From the Arkansas Advocate:
An Arkansas panel on Tuesday chose a design for the “monument to the unborn” at the state Capitol advocated by abortion opponents after months of frustration over the potential cost of the project.
The Arkansas Capitol Arts and Grounds Commission chose a “living wall” design of plants surrounded by a retaining wall, drawing complaints from the artist whose similar proposal was initially chosen and then dropped by the panel.
The design the commission backed by the commission Tuesday came from nearly identical proposals submitted by the lawmakers who sponsored the first-of-its-kind 2023 law requiring the privately funded monument on state Capitol grounds.
Hot Springs Village artist Lakey Goff said her idea of a “living wall” of plants and speakers with waterfall sounds should be built somewhere, such as Washington D.C., where a copy of the National Life Monument already stands.
Republican Rep. Mary Bentley of Perryville and Sen. Kim Hammer of Benton supported Goff’s initial proposal, which would have cost more than $900,000. Goff said she was disheartened that they submitted under their own names an idea strikingly similar to hers.
“There’s corruption and there’s deceit, and this system has got to be accounted for in the name of Jesus,” she said in an interview.
Hammer disputed Goff’s statement in an interview, saying “everything has been done in a transparent, open manner.”
“The one thing that needs to be clarified is that this was never about a living wall,” Hammer said. “It was about a monument to the unborn.”
The commission asked for new monument proposals in January due to slow fundraising and Goff’s attempt to copyright her initial design, which would make it unchangeable.
In March, Goff submitted to Secretary of State Cole Jester’s office an altered proposal with an estimated $345,000 price tag. Bentley and Hammer’s proposal would cost about $229,000, and there were four other submissions of varying costs and designs.
Jester will have to approve the commission’s choice before the project can move forward. The monument’s expected location is the grassy space behind the Capitol and to the north of the Supreme Court building.
The lawmakers’ proposal would be 8 feet by 16 feet, smaller than Goff’s proposal of 10 feet by 33 feet, and would not include speakers with waterfall sounds. The estimated $229,000 includes a $20,816 maintenance retainer, while maintenance for Goff’s design would have cost $33,500 per year.
The only other proposal the commission considered was a design of an empty tomb with engravings of fetuses on it. Commissioner Tony Leraris supported this proposal and voted against Bentley and Hammer’s.
The rest of the commission voted down the tomb idea because its projected cost was about $1 million.
“I think a lower-cost project [is something] people would get excited about and see it being achievable, knowing that if they go out and have a good fundraiser, they possibly can get to this pretty quickly,” commission Chair Stephen Bright said in an interview.

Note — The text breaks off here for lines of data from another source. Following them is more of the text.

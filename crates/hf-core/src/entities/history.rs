use chrono::{DateTime, Utc};
use schemars::JsonSchema;
use serde::{Deserialize, Serialize};

use crate::entities::Diagnosis;
use crate::enums::ApplianceKind;

/// A diagnosis the user explicitly saved. Owned entirely by the record store.
///
/// `problem` is the symptom label (or a marker for free-text diagnoses); the
/// diagnosis itself carries no reference to appliance or symptom.
#[derive(Debug, Clone, Serialize, Deserialize, JsonSchema, PartialEq)]
pub struct SavedDiagnosisRecord {
    pub id: String,
    #[serde(with = "chrono::serde::ts_milliseconds")]
    #[schemars(with = "i64")]
    pub timestamp: DateTime<Utc>,
    pub appliance: ApplianceKind,
    pub problem: String,
    pub diagnosis: Diagnosis,
}
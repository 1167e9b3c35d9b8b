use thiserror::Error;

#[derive(Debug, Error)]
pub enum ConfigError {
    /// A source failed to parse, or a value has the wrong type.
    #[error("failed to load homefix configuration: {0}")]
    Figment(#[from] figment::Error),

    /// A value parsed but is outside what homefix accepts.
    #[error("invalid value for '{field}': {reason}")]
    InvalidValue { field: &'static str, reason: String },
}
//! Admin gate configuration.

use serde::{Deserialize, Serialize};

/// Lifetime of an admin session, in seconds.
const fn default_session_ttl_secs() -> u64 {
    15 * 60
}

#[derive(Debug, Clone, Deserialize, Serialize)]
pub struct AdminConfig {
    #[serde(default = "default_session_ttl_secs")]
    pub session_ttl_secs: u64,
}

impl Default for AdminConfig {
    fn default() -> Self {
        Self {
            session_ttl_secs: default_session_ttl_secs(),
        }
    }
}
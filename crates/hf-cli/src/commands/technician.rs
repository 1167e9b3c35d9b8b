use std::path::Path;

use anyhow::Context;
use base64::Engine;
use base64::engine::general_purpose::STANDARD;
use hf_core::catalog;
use hf_core::entities::TechnicianRecord;
use hf_core::enums::TechnicianStatus;
use hf_core::validation::{validate_city, validate_registration};
use hf_diagnosis::share;
use hf_store::Directory;
use serde::Serialize;

use crate::cli::GlobalFlags;
use crate::cli::subcommands::TechnicianCommands;
use crate::context::AppContext;
use crate::output::output;

/// A technician as listed by search and admin views. The payment proof stays
/// out of listings.
#[derive(Debug, Serialize)]
pub struct TechnicianRow {
    pub id: String,
    pub name: String,
    pub city: String,
    pub specialties: Vec<&'static str>,
    pub status: TechnicianStatus,
    pub verified: bool,
    pub whatsapp: String,
}

impl From<&TechnicianRecord> for TechnicianRow {
    fn from(record: &TechnicianRecord) -> Self {
        Self {
            id: record.id.clone(),
            name: record.name.clone(),
            city: record.city.clone(),
            specialties: record
                .specialties
                .iter()
                .map(|kind| catalog::appliance(*kind).label)
                .collect(),
            status: record.status,
            verified: record.is_verified,
            whatsapp: share::whatsapp_link(&record.phone),
        }
    }
}

#[derive(Debug, Serialize)]
struct RegistrationResponse {
    #[serde(flatten)]
    technician: TechnicianRow,
    registration_fee: String,
    #[serde(skip_serializing_if = "Option::is_none")]
    notify_admin: Option<String>,
}

/// Handle `homefix technician`.
pub async fn handle(
    action: &TechnicianCommands,
    ctx: &AppContext,
    flags: &GlobalFlags,
) -> anyhow::Result<()> {
    match action {
        TechnicianCommands::Register {
            name,
            phone,
            city,
            specialty,
            proof,
        } => {
            let proof = proof.as_deref().map(read_proof).transpose()?;
            let registration =
                validate_registration(name, phone, city, specialty, proof.as_deref())?;
            let admin_email = &ctx.config.directory.admin_email;
            let notify_admin = (!admin_email.is_empty())
                .then(|| share::registration_mailto(admin_email, &registration));

            let record = ctx.store.register_technician(registration).await?;
            let settings = ctx.store.load_settings().await?;
            flags.note("Registration received. It will be listed once an admin approves it.");
            output(
                &RegistrationResponse {
                    technician: TechnicianRow::from(&record),
                    registration_fee: settings.system_fee,
                    notify_admin,
                },
                flags.format,
            )
        }
        TechnicianCommands::Search { city, specialty } => {
            let city = validate_city(city)?;
            let directory = Directory::new(&ctx.store, &ctx.config.directory);
            let found = directory.search(city, *specialty).await?;
            let rows = found.iter().map(TechnicianRow::from).collect::<Vec<_>>();
            output(&rows, flags.format)
        }
    }
}

/// Read an attachment from disk as a data URL.
fn read_proof(path: &Path) -> anyhow::Result<String> {
    let bytes = std::fs::read(path)
        .with_context(|| format!("failed to read payment proof {}", path.display()))?;
    let mime = match path
        .extension()
        .and_then(|ext| ext.to_str())
        .map(str::to_ascii_lowercase)
        .as_deref()
    {
        Some("png") => "image/png",
        Some("jpg" | "jpeg") => "image/jpeg",
        Some("webp") => "image/webp",
        Some("pdf") => "application/pdf",
        _ => "application/octet-stream",
    };
    Ok(format!("data:{mime};base64,{}", STANDARD.encode(bytes)))
}
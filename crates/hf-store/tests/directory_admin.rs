//! Technician search and the admin gate.

use chrono::Duration;
use hf_config::{AdminConfig, DirectoryConfig};
use hf_core::entities::{DEFAULT_ADMIN_PASSPHRASE, NewTechnician};
use hf_core::enums::{ApplianceKind, TechnicianStatus};
use hf_store::{
    AdminGate, AdminQuery, Confirmation, Directory, KEY_ADMIN_PASSWORD, RecordStore, StoreError,
};
use pretty_assertions::assert_eq;
use rstest::rstest;

fn form(name: &str, city: &str, specialties: &[ApplianceKind]) -> NewTechnician {
    NewTechnician {
        name: name.into(),
        phone: "11999998888".into(),
        city: city.into(),
        specialties: specialties.to_vec(),
        payment_proof: Some("data:image/png;base64,iVBORw0KGgo=".into()),
    }
}

fn no_featured() -> DirectoryConfig {
    DirectoryConfig::default()
}

fn with_featured() -> DirectoryConfig {
    DirectoryConfig {
        include_featured: true,
        ..Default::default()
    }
}

#[tokio::test]
async fn search_returns_only_approved() {
    let store = RecordStore::in_memory().await.unwrap();
    let gate = AdminGate::new(&store, &AdminConfig::default());
    let session = gate.login(DEFAULT_ADMIN_PASSPHRASE).await.unwrap();

    let approved = store
        .register_technician(form("Carlos", "São Paulo", &[ApplianceKind::Lavadora]))
        .await
        .unwrap();
    store
        .register_technician(form("Bruno", "São Paulo", &[ApplianceKind::Lavadora]))
        .await
        .unwrap();
    let approved = gate.approve(&session, &approved.id).await.unwrap();

    let results = Directory::new(&store, &no_featured())
        .search("são paulo", None)
        .await
        .unwrap();
    assert_eq!(results, vec![approved]);
}

#[tokio::test]
async fn specialty_filter_excludes_non_matching() {
    let store = RecordStore::in_memory().await.unwrap();
    let gate = AdminGate::new(&store, &AdminConfig::default());
    let session = gate.login(DEFAULT_ADMIN_PASSPHRASE).await.unwrap();

    let tech = store
        .register_technician(form("Ana", "Rio de Janeiro", &[ApplianceKind::ArCondicionado]))
        .await
        .unwrap();
    gate.approve(&session, &tech.id).await.unwrap();

    let directory = Directory::new(&store, &no_featured());
    assert!(
        directory
            .search("rio", Some(ApplianceKind::Geladeira))
            .await
            .unwrap()
            .is_empty()
    );
    assert_eq!(
        directory
            .search("rio", Some(ApplianceKind::ArCondicionado))
            .await
            .unwrap()
            .len(),
        1
    );
}

#[rstest]
#[case("SÃO PAULO")]
#[case("paulo")]
#[case("  são  ")]
#[tokio::test]
async fn city_match_is_case_insensitive_substring(#[case] query: &str) {
    let store = RecordStore::in_memory().await.unwrap();
    let gate = AdminGate::new(&store, &AdminConfig::default());
    let session = gate.login(DEFAULT_ADMIN_PASSPHRASE).await.unwrap();
    let tech = store
        .register_technician(form("Carlos", "São Paulo", &[ApplianceKind::Lavadora]))
        .await
        .unwrap();
    gate.approve(&session, &tech.id).await.unwrap();

    let results = Directory::new(&store, &no_featured())
        .search(query, None)
        .await
        .unwrap();
    assert_eq!(results.len(), 1);
}

#[tokio::test]
async fn blank_city_returns_nothing() {
    let store = RecordStore::in_memory().await.unwrap();
    let directory = Directory::new(
        &store,
        &with_featured(),
    );
    assert!(directory.search("   ", None).await.unwrap().is_empty());
}

#[tokio::test]
async fn featured_technicians_come_first_when_enabled() {
    let store = RecordStore::in_memory().await.unwrap();
    let gate = AdminGate::new(&store, &AdminConfig::default());
    let session = gate.login(DEFAULT_ADMIN_PASSPHRASE).await.unwrap();
    let tech = store
        .register_technician(form("Joana", "São Paulo", &[ApplianceKind::Geladeira]))
        .await
        .unwrap();
    gate.approve(&session, &tech.id).await.unwrap();

    let directory = Directory::new(
        &store,
        &with_featured(),
    );
    let names: Vec<String> = directory
        .search("são paulo", Some(ApplianceKind::Geladeira))
        .await
        .unwrap()
        .into_iter()
        .map(|t| t.name)
        .collect();
    assert_eq!(names, vec!["Carlos Manutenção", "Joana"]);
}

#[tokio::test]
async fn approve_is_idempotent() {
    let store = RecordStore::in_memory().await.unwrap();
    let gate = AdminGate::new(&store, &AdminConfig::default());
    let session = gate.login(DEFAULT_ADMIN_PASSPHRASE).await.unwrap();
    let tech = store
        .register_technician(form("Carlos", "Campinas", &[ApplianceKind::Lavadora]))
        .await
        .unwrap();

    let once = gate.approve(&session, &tech.id).await.unwrap();
    let twice = gate.approve(&session, &tech.id).await.unwrap();
    assert_eq!(once, twice);
    assert_eq!(once.status, TechnicianStatus::Approved);
    assert!(once.is_verified);
    assert_eq!(store.get_technician(&tech.id).await.unwrap(), once);
}

#[tokio::test]
async fn login_accepts_only_the_exact_passphrase() {
    let store = RecordStore::in_memory().await.unwrap();
    let gate = AdminGate::new(&store, &AdminConfig::default());
    for wrong in ["", "admin", "Admin123", "admin123 ", " admin123"] {
        assert!(matches!(
            gate.login(wrong).await,
            Err(StoreError::AccessDenied)
        ));
    }
    gate.login("admin123").await.unwrap();
}

#[tokio::test]
async fn rotation_invalidates_old_passphrase_and_other_sessions() {
    let store = RecordStore::in_memory().await.unwrap();
    let gate = AdminGate::new(&store, &AdminConfig::default());
    let keeper = gate.login("admin123").await.unwrap();
    let other = gate.login("admin123").await.unwrap();

    gate.rotate_passphrase(&keeper, "troca-2026").await.unwrap();

    assert!(matches!(
        gate.login("admin123").await,
        Err(StoreError::AccessDenied)
    ));
    gate.login("troca-2026").await.unwrap();
    gate.verify(&keeper).await.unwrap();
    assert!(matches!(
        gate.verify(&other).await,
        Err(StoreError::AccessDenied)
    ));

    // a fresh gate over the same store sees the rotated value
    let fresh = AdminGate::new(&store, &AdminConfig::default());
    fresh.login("troca-2026").await.unwrap();
}

#[tokio::test]
async fn blank_rotation_is_rejected() {
    let store = RecordStore::in_memory().await.unwrap();
    let gate = AdminGate::new(&store, &AdminConfig::default());
    let session = gate.login("admin123").await.unwrap();
    assert!(gate.rotate_passphrase(&session, "   ").await.is_err());
    gate.login("admin123").await.unwrap();
}

#[tokio::test]
async fn sessions_expire_after_ttl() {
    let store = RecordStore::in_memory().await.unwrap();
    let gate = AdminGate::with_ttl(&store, Duration::zero());
    let session = gate.login("admin123").await.unwrap();
    assert!(matches!(
        gate.stats(&session).await,
        Err(StoreError::SessionExpired)
    ));
    // once expired the token is forgotten
    assert!(matches!(
        gate.verify(&session).await,
        Err(StoreError::AccessDenied)
    ));
}

#[tokio::test]
async fn admin_list_filters_and_sorts_newest_first() {
    let store = RecordStore::in_memory().await.unwrap();
    let gate = AdminGate::new(&store, &AdminConfig::default());
    let session = gate.login("admin123").await.unwrap();

    let a = store
        .register_technician(form("Carlos Manutenção", "São Paulo", &[ApplianceKind::Lavadora]))
        .await
        .unwrap();
    tokio::time::sleep(std::time::Duration::from_millis(5)).await;
    let b = store
        .register_technician(form("Ana", "Campinas", &[ApplianceKind::Geladeira]))
        .await
        .unwrap();
    tokio::time::sleep(std::time::Duration::from_millis(5)).await;
    let c = store
        .register_technician(form("Paulo", "Santos", &[ApplianceKind::Microondas]))
        .await
        .unwrap();
    gate.approve(&session, &b.id).await.unwrap();

    let all = gate
        .admin_list(&session, &AdminQuery::default())
        .await
        .unwrap();
    let ids: Vec<&str> = all.iter().map(|t| t.id.as_str()).collect();
    assert_eq!(ids, vec![c.id.as_str(), b.id.as_str(), a.id.as_str()]);

    // "paulo" matches Carlos by city and Paulo by name
    let by_text = gate
        .admin_list(
            &session,
            &AdminQuery {
                search: Some("PAULO".into()),
                status: None,
            },
        )
        .await
        .unwrap();
    assert_eq!(by_text.len(), 2);

    let pending = gate
        .admin_list(
            &session,
            &AdminQuery {
                search: None,
                status: Some(TechnicianStatus::Pending),
            },
        )
        .await
        .unwrap();
    assert_eq!(pending.len(), 2);
    assert!(pending.iter().all(|t| t.status == TechnicianStatus::Pending));
}

#[tokio::test]
async fn stats_and_delete() {
    let store = RecordStore::in_memory().await.unwrap();
    let gate = AdminGate::new(&store, &AdminConfig::default());
    let session = gate.login("admin123").await.unwrap();
    let a = store
        .register_technician(form("A", "X", &[ApplianceKind::Lavadora]))
        .await
        .unwrap();
    let b = store
        .register_technician(form("B", "Y", &[ApplianceKind::Lavadora]))
        .await
        .unwrap();
    let c = store
        .register_technician(form("C", "Z", &[ApplianceKind::Lavadora]))
        .await
        .unwrap();
    gate.approve(&session, &a.id).await.unwrap();
    gate.reject(&session, &b.id).await.unwrap();

    let stats = gate.stats(&session).await.unwrap();
    assert_eq!((stats.total, stats.pending, stats.approved), (3, 1, 1));

    assert!(
        gate.delete(&session, &c.id, Confirmation::confirmed())
            .await
            .unwrap()
    );
    let remaining: Vec<String> = store
        .list_technicians()
        .await
        .unwrap()
        .into_iter()
        .map(|t| t.id)
        .collect();
    assert_eq!(remaining, vec![a.id, b.id]);
}

#[tokio::test]
async fn fee_update_is_validated_and_persisted() {
    let store = RecordStore::in_memory().await.unwrap();
    let gate = AdminGate::new(&store, &AdminConfig::default());
    let session = gate.login("admin123").await.unwrap();

    assert!(gate.set_system_fee(&session, "quarenta").await.is_err());
    assert_eq!(store.load_settings().await.unwrap().system_fee, "49.90");

    assert_eq!(gate.set_system_fee(&session, "59,90").await.unwrap(), "59.90");
    assert_eq!(store.load_settings().await.unwrap().system_fee, "59.90");
    assert_eq!(gate.system_fee(&session).await.unwrap(), "59.90");
}

#[tokio::test(flavor = "multi_thread", worker_threads = 4)]
async fn fee_updates_never_undo_a_rotation() {
    let store: &'static RecordStore =
        Box::leak(Box::new(RecordStore::in_memory().await.unwrap()));
    let gate: &'static AdminGate<'static> =
        Box::leak(Box::new(AdminGate::new(store, &AdminConfig::default())));
    let session = gate.login(DEFAULT_ADMIN_PASSPHRASE).await.unwrap();

    for round in 0..20 {
        let fee_session = session.clone();
        let fees = tokio::spawn(async move {
            for cents in 0..10 {
                gate.set_system_fee(&fee_session, &format!("{round}.{cents}0"))
                    .await
                    .unwrap();
            }
        });
        let rotate_session = session.clone();
        let rotation = tokio::spawn(async move {
            gate.rotate_passphrase(&rotate_session, &format!("nova{round}"))
                .await
                .unwrap();
        });
        fees.await.unwrap();
        rotation.await.unwrap();

        let expected = format!("nova{round}");
        assert_eq!(
            store.db().kv_get(KEY_ADMIN_PASSWORD).await.unwrap(),
            Some(expected.clone())
        );
        assert_eq!(store.load_settings().await.unwrap().admin_passphrase, expected);
        assert_eq!(
            store.load_settings().await.unwrap().system_fee,
            format!("{round}.90")
        );
    }
    assert!(matches!(
        gate.login(DEFAULT_ADMIN_PASSPHRASE).await,
        Err(StoreError::AccessDenied)
    ));
}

He said he hoped the commission would “stop kicking the can and hopefully get something resolved.”
The effort to raise private funds for the monument has garnered roughly $28,000 since May 2024, and $17,276 is currently in the monument’s trust fund after the state paid Development Consultants Inc. for preliminary engineering and plan development expenses.
Goff said she did the legwork to raise the funds specifically for her proposal, and she likened using the money for Bentley and Hammer’s proposal to theft with no accountability.
“What they have done is a disgrace, and it is unrighteous, and it is not in alignment with the will of God for the state of Arkansas,” Goff said.
The monument would commemorate abortions performed in Arkansas during the nearly 50 years Roe v. Wade was in effect until the Supreme Court overturned the landmark ruling in 2022.
Earlier this year, the American Civil Liberties Union of Arkansas called the proposed monument “an offensive and inappropriate use of public space.”
“At a time when Arkansas faces serious challenges affecting people’s everyday lives, efforts like this do nothing to support the dignity, autonomy, or wellbeing of Arkansans,” ACLU of Arkansas spokesperson Megan Bailey said Tuesday.
The proposal also drew complaints from a few Republican lawmakers who voted against the monument.
Bentley and Hammer’s living wall proposal includes a retaining wall surrounding the plants. The wall would be inscribed with a verse from Psalm 139.
The monument is moving forward as the state is appealing a recent decision ordering a Ten Commandments monument be removed from the Capitol grounds. A federal judge ruled in March that the state must take down the monument because it violates the First Amendment prohibition on laws favoring an establishment of religion. The order is on hold while the appeal is in progress.